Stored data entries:
################

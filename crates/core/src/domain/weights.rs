use crate::domain::factor::{Category, PerCategory};
use crate::error::ConfigError;
use serde::{Deserialize, Serialize};
use std::path::Path;

pub const WEIGHT_SUM_TOLERANCE: f64 = 1e-6;

/// Validated per-category weights. Non-negative, finite, summing to 1.0.
///
/// The only way to obtain one is through [`WeightVector::new`] (or the
/// loaders built on it), so holders may assume validity.
#[derive(Debug, Clone, Copy, PartialEq, Serialize, Deserialize)]
#[serde(try_from = "RawWeights", into = "RawWeights")]
pub struct WeightVector(PerCategory<f64>);

impl WeightVector {
    pub fn new(weights: PerCategory<f64>) -> Result<Self, ConfigError> {
        for (category, &weight) in weights.iter() {
            if !weight.is_finite() {
                return Err(ConfigError::NonFiniteWeight { category });
            }
            if weight < 0.0 {
                return Err(ConfigError::NegativeWeight { category, weight });
            }
        }

        let sum: f64 = weights.iter().map(|(_, w)| *w).sum();
        if (sum - 1.0).abs() > WEIGHT_SUM_TOLERANCE {
            return Err(ConfigError::WeightSum { sum });
        }

        Ok(Self(weights))
    }

    pub fn get(&self, category: Category) -> f64 {
        *self.0.get(category)
    }

    pub fn as_per_category(&self) -> &PerCategory<f64> {
        &self.0
    }

    pub fn from_json_str(s: &str) -> Result<Self, ConfigError> {
        let raw: RawWeights =
            serde_json::from_str(s).map_err(|e| ConfigError::Parse(e.to_string()))?;
        Self::try_from(raw)
    }

    pub fn from_json_file(path: &Path) -> Result<Self, ConfigError> {
        let text = std::fs::read_to_string(path)
            .map_err(|e| ConfigError::Parse(format!("{}: {e}", path.display())))?;
        Self::from_json_str(&text)
    }

    /// Defaults overridden by `SCORING_WEIGHT_<CATEGORY>` variables.
    pub fn from_env() -> Result<Self, ConfigError> {
        Self::from_lookup(|key| std::env::var(key).ok())
    }

    pub(crate) fn from_lookup(lookup: impl Fn(&str) -> Option<String>) -> Result<Self, ConfigError> {
        let mut weights = DEFAULT_WEIGHTS;
        for category in Category::ALL {
            let key = env_key(category);
            if let Some(s) = lookup(&key) {
                let v = s.trim().parse::<f64>().map_err(|_| ConfigError::InvalidValue {
                    key: key.clone(),
                    value: s.clone(),
                })?;
                *weights.get_mut(category) = v;
            }
        }
        Self::new(weights)
    }
}

impl Default for WeightVector {
    fn default() -> Self {
        Self(DEFAULT_WEIGHTS)
    }
}

const DEFAULT_WEIGHTS: PerCategory<f64> = PerCategory {
    technical: 0.30,
    sentiment: 0.25,
    fundamental: 0.25,
    macro_: 0.10,
    risk: 0.10,
};

fn env_key(category: Category) -> String {
    format!("SCORING_WEIGHT_{}", category.as_str().to_ascii_uppercase())
}

/// Wire shape for weights. Every category must be present.
#[derive(Debug, Clone, Serialize, Deserialize)]
#[serde(deny_unknown_fields)]
struct RawWeights {
    technical: Option<f64>,
    sentiment: Option<f64>,
    fundamental: Option<f64>,
    #[serde(rename = "macro")]
    macro_: Option<f64>,
    risk: Option<f64>,
}

impl TryFrom<RawWeights> for WeightVector {
    type Error = ConfigError;

    fn try_from(raw: RawWeights) -> Result<Self, Self::Error> {
        let slots = PerCategory {
            technical: raw.technical,
            sentiment: raw.sentiment,
            fundamental: raw.fundamental,
            macro_: raw.macro_,
            risk: raw.risk,
        };
        let mut weights = PerCategory::<f64>::default();
        for (category, slot) in slots.iter() {
            let w = slot.ok_or(ConfigError::MissingCategory(category))?;
            *weights.get_mut(category) = w;
        }
        WeightVector::new(weights)
    }
}

impl From<WeightVector> for RawWeights {
    fn from(w: WeightVector) -> Self {
        Self {
            technical: Some(w.0.technical),
            sentiment: Some(w.0.sentiment),
            fundamental: Some(w.0.fundamental),
            macro_: Some(w.0.macro_),
            risk: Some(w.0.risk),
        }
    }
}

################

→ What you have to do
Output each line of the data exactly as it stands above.

→ Your solution
filename crates/core/src/domain/weights.rs
use crate::domain::factor::{Category, PerCategory};
use crate::error::ConfigError;
use serde::{Deserialize, Serialize};
use std::path::Path;

pub const WEIGHT_SUM_TOLERANCE: f64 = 1e-6;

/// Validated per-category weights. Non-negative, finite, summing to 1.0.
///
/// The only way to obtain one is through [`WeightVector::new`] (or the
/// loaders built on it), so holders may assume validity.
#[derive(Debug, Clone, Copy, PartialEq, Serialize, Deserialize)]
#[serde(try_from = "RawWeights", into = "RawWeights")]
pub struct WeightVector(PerCategory<f64>);

impl WeightVector {
    pub fn new(weights: PerCategory<f64>) -> Result<Self, ConfigError> {
        for (category, &weight) in weights.iter() {
            if !weight.is_finite() {
                return Err(ConfigError::NonFiniteWeight { category });
            }
            if weight < 0.0 {
                return Err(ConfigError::NegativeWeight { category, weight });
            }
        }

        let sum: f64 = weights.iter().map(|(_, w)| *w).sum();
        if (sum - 1.0).abs() > WEIGHT_SUM_TOLERANCE {
            return Err(ConfigError::WeightSum { sum });
        }

        Ok(Self(weights))
    }

    pub fn get(&self, category: Category) -> f64 {
        *self.0.get(category)
    }

    pub fn as_per_category(&self) -> &PerCategory<f64> {
        &self.0
    }

    pub fn from_json_str(s: &str) -> Result<Self, ConfigError> {
        let raw: RawWeights =
            serde_json::from_str(s).map_err(|e| ConfigError::Parse(e.to_string()))?;
        Self::try_from(raw)
    }

    pub fn from_json_file(path: &Path) -> Result<Self, ConfigError> {
        let text = std::fs::read_to_string(path)
            .map_err(|e| ConfigError::Parse(format!("{}: {e}", path.display())))?;
        Self::from_json_str(&text)
    }

    /// Defaults overridden by `SCORING_WEIGHT_<CATEGORY>` variables.
    pub fn from_env() -> Result<Self, ConfigError> {
        Self::from_lookup(|key| std::env::var(key).ok())
    }

    pub(crate) fn from_lookup(lookup: impl Fn(&str) -> Option<String>) -> Result<Self, ConfigError> {
        let mut weights = DEFAULT_WEIGHTS;
        for category in Category::ALL {
            let key = env_key(category);
            if let Some(s) = lookup(&key) {
                let v = s.trim().parse::<f64>().map_err(|_| ConfigError::InvalidValue {
                    key: key.clone(),
                    value: s.clone(),
                })?;
                *weights.get_mut(category) = v;
            }
        }
        Self::new(weights)
    }
}

impl Default for WeightVector {
    fn default() -> Self {
        Self(DEFAULT_WEIGHTS)
    }
}

const DEFAULT_WEIGHTS: PerCategory<f64> = PerCategory {
    technical: 0.30,
    sentiment: 0.25,
    fundamental: 0.25,
    macro_: 0.10,
    risk: 0.10,
};

fn env_key(category: Category) -> String {
    format!("SCORING_WEIGHT_{}", category.as_str().to_ascii_uppercase())
}

/// Wire shape for weights. Every category must be present.
#[derive(Debug, Clone, Serialize, Deserialize)]
#[serde(deny_unknown_fields)]
struct RawWeights {
    technical: Option<f64>,
    sentiment: Option<f64>,
    fundamental: Option<f64>,
    #[serde(rename = "macro")]
    macro_: Option<f64>,
    risk: Option<f64>,
}

impl TryFrom<RawWeights> for WeightVector {
    type Error = ConfigError;

    fn try_from(raw: RawWeights) -> Result<Self, Self::Error> {
        let slots = PerCategory {
            technical: raw.technical,
            sentiment: raw.sentiment,
            fundamental: raw.fundamental,
            macro_: raw.macro_,
            risk: raw.risk,
        };
        let mut weights = PerCategory::<f64>::default();
        for (category, slot) in slots.iter() {
            let w = slot.ok_or(ConfigError::MissingCategory(category))?;
            *weights.get_mut(category) = w;
        }
        WeightVector::new(weights)
    }
}

impl From<WeightVector> for RawWeights {
    fn from(w: WeightVector) -> Self {
        Self {
            technical: Some(w.0.technical),
            sentiment: Some(w.0.sentiment),
            fundamental: Some(w.0.fundamental),
            macro_: Some(w.0.macro_),
            risk: Some(w.0.risk),
        }
    }
}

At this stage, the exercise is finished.